Nothing in the entries may differ when you return them.

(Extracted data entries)
------------------------
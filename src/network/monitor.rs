use parking_lot::Mutex;
use serde::{Deserialize, Serialize};
use std::collections::HashSet;
use std::sync::Arc;
use std::sync::atomic::{AtomicBool, Ordering};
use tokio::sync::Notify;
use tracing::{debug, info};

/// Opaque handle the connectivity source uses to identify a network.
pub type NetworkId = u64;

/// Reserved id for reachability reported by [`super::TcpProbe`].
pub const PROBE_NETWORK_ID: NetworkId = u64::MAX;

#[derive(Debug, Clone, Copy, PartialEq, Eq, Hash, Serialize, Deserialize)]
#[serde(rename_all = "lowercase")]
pub enum Transport {
    Wifi,
    Cellular,
    Ethernet,
    Vpn,
    Bluetooth,
    Other,
}

/// Last-known network availability. Written only by [`NetworkMonitor`],
/// read by the delivery engine before each tick.
#[derive(Debug, Clone)]
pub struct ReachabilitySignal(Arc<AtomicBool>);

impl ReachabilitySignal {
    pub fn new(initial: bool) -> Self {
        Self(Arc::new(AtomicBool::new(initial)))
    }

    pub fn is_reachable(&self) -> bool {
        self.0.load(Ordering::Acquire)
    }

    fn set(&self, reachable: bool) -> bool {
        self.0.swap(reachable, Ordering::AcqRel)
    }
}

impl Default for ReachabilitySignal {
    fn default() -> Self {
        Self::new(true)
    }
}

/// Turns connectivity callbacks into the reachability signal and the
/// out-of-band drain trigger.
///
/// Callbacks only touch a small set and an atomic, then poke a `Notify`, so they
/// are safe to call from any thread and never wait on delivery.
pub struct NetworkMonitor {
    interests: HashSet<Transport>,
    available: Mutex<HashSet<NetworkId>>,
    signal: ReachabilitySignal,
    drain_trigger: Arc<Notify>,
}

impl NetworkMonitor {
    pub const DEFAULT_INTERESTS: [Transport; 3] =
        [Transport::Wifi, Transport::Cellular, Transport::Ethernet];

    pub fn new(signal: ReachabilitySignal, drain_trigger: Arc<Notify>) -> Self {
        Self::with_interests(signal, drain_trigger, Self::DEFAULT_INTERESTS)
    }

    pub fn with_interests(
        signal: ReachabilitySignal,
        drain_trigger: Arc<Notify>,
        interests: impl IntoIterator<Item = Transport>,
    ) -> Self {
        Self {
            interests: interests.into_iter().collect(),
            available: Mutex::new(HashSet::new()),
            signal,
            drain_trigger,
        }
    }

    pub fn signal(&self) -> ReachabilitySignal {
        self.signal.clone()
    }

    pub fn is_reachable(&self) -> bool {
        self.signal.is_reachable()
    }

    pub fn interests(&self) -> &HashSet<Transport> {
        &self.interests
    }

    pub fn on_available(&self, network: NetworkId, transport: Transport) {
        if !self.interests.contains(&transport) {
            debug!(network, ?transport, "Ignoring network outside interest set");
            return;
        }
        self.mark_available(network);
    }

    pub fn on_lost(&self, network: NetworkId) {
        let remaining = {
            let mut available = self.available.lock();
            available.remove(&network);
            available.len()
        };

        if remaining == 0 {
            if self.signal.set(false) {
                info!(network, "Network lost, pausing delivery");
            }
        } else {
            debug!(network, remaining, "Network lost, others still available");
        }
    }

    /// Feed from a connectivity probe rather than an OS callback.
    pub fn on_probe_result(&self, reachable: bool) {
        if reachable {
            self.mark_available(PROBE_NETWORK_ID);
        } else {
            self.on_lost(PROBE_NETWORK_ID);
        }
    }

    pub fn available_networks(&self) -> usize {
        self.available.lock().len()
    }

    fn mark_available(&self, network: NetworkId) {
        self.available.lock().insert(network);
        let was_reachable = self.signal.set(true);
        if !was_reachable {
            info!(network, "Network available, resuming delivery");
        }
        // Drain now rather than at the next tick
        self.drain_trigger.notify_one();
    }
}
------------------------
(Result of this task)
filename src/network/monitor.rs
use parking_lot::Mutex;
use serde::{Deserialize, Serialize};
use std::collections::HashSet;
use std::sync::Arc;
use std::sync::atomic::{AtomicBool, Ordering};
use tokio::sync::Notify;
use tracing::{debug, info};

/// Opaque handle the connectivity source uses to identify a network.
pub type NetworkId = u64;

/// Reserved id for reachability reported by [`super::TcpProbe`].
pub const PROBE_NETWORK_ID: NetworkId = u64::MAX;

#[derive(Debug, Clone, Copy, PartialEq, Eq, Hash, Serialize, Deserialize)]
#[serde(rename_all = "lowercase")]
pub enum Transport {
    Wifi,
    Cellular,
    Ethernet,
    Vpn,
    Bluetooth,
    Other,
}

/// Last-known network availability. Written only by [`NetworkMonitor`],
/// read by the delivery engine before each tick.
#[derive(Debug, Clone)]
pub struct ReachabilitySignal(Arc<AtomicBool>);

impl ReachabilitySignal {
    pub fn new(initial: bool) -> Self {
        Self(Arc::new(AtomicBool::new(initial)))
    }

    pub fn is_reachable(&self) -> bool {
        self.0.load(Ordering::Acquire)
    }

    fn set(&self, reachable: bool) -> bool {
        self.0.swap(reachable, Ordering::AcqRel)
    }
}

impl Default for ReachabilitySignal {
    fn default() -> Self {
        Self::new(true)
    }
}

/// Turns connectivity callbacks into the reachability signal and the
/// out-of-band drain trigger.
///
/// Callbacks only touch a small set and an atomic, then poke a `Notify`, so they
/// are safe to call from any thread and never wait on delivery.
pub struct NetworkMonitor {
    interests: HashSet<Transport>,
    available: Mutex<HashSet<NetworkId>>,
    signal: ReachabilitySignal,
    drain_trigger: Arc<Notify>,
}

impl NetworkMonitor {
    pub const DEFAULT_INTERESTS: [Transport; 3] =
        [Transport::Wifi, Transport::Cellular, Transport::Ethernet];

    pub fn new(signal: ReachabilitySignal, drain_trigger: Arc<Notify>) -> Self {
        Self::with_interests(signal, drain_trigger, Self::DEFAULT_INTERESTS)
    }

    pub fn with_interests(
        signal: ReachabilitySignal,
        drain_trigger: Arc<Notify>,
        interests: impl IntoIterator<Item = Transport>,
    ) -> Self {
        Self {
            interests: interests.into_iter().collect(),
            available: Mutex::new(HashSet::new()),
            signal,
            drain_trigger,
        }
    }

    pub fn signal(&self) -> ReachabilitySignal {
        self.signal.clone()
    }

    pub fn is_reachable(&self) -> bool {
        self.signal.is_reachable()
    }

    pub fn interests(&self) -> &HashSet<Transport> {
        &self.interests
    }

    pub fn on_available(&self, network: NetworkId, transport: Transport) {
        if !self.interests.contains(&transport) {
            debug!(network, ?transport, "Ignoring network outside interest set");
            return;
        }
        self.mark_available(network);
    }

    pub fn on_lost(&self, network: NetworkId) {
        let remaining = {
            let mut available = self.available.lock();
            available.remove(&network);
            available.len()
        };

        if remaining == 0 {
            if self.signal.set(false) {
                info!(network, "Network lost, pausing delivery");
            }
        } else {
            debug!(network, remaining, "Network lost, others still available");
        }
    }

    /// Feed from a connectivity probe rather than an OS callback.
    pub fn on_probe_result(&self, reachable: bool) {
        if reachable {
            self.mark_available(PROBE_NETWORK_ID);
        } else {
            self.on_lost(PROBE_NETWORK_ID);
        }
    }

    pub fn available_networks(&self) -> usize {
        self.available.lock().len()
    }

    fn mark_available(&self, network: NetworkId) {
        self.available.lock().insert(network);
        let was_reachable = self.signal.set(true);
        if !was_reachable {
            info!(network, "Network available, resuming delivery");
        }
        // Drain now rather than at the next tick
        self.drain_trigger.notify_one();
    }
}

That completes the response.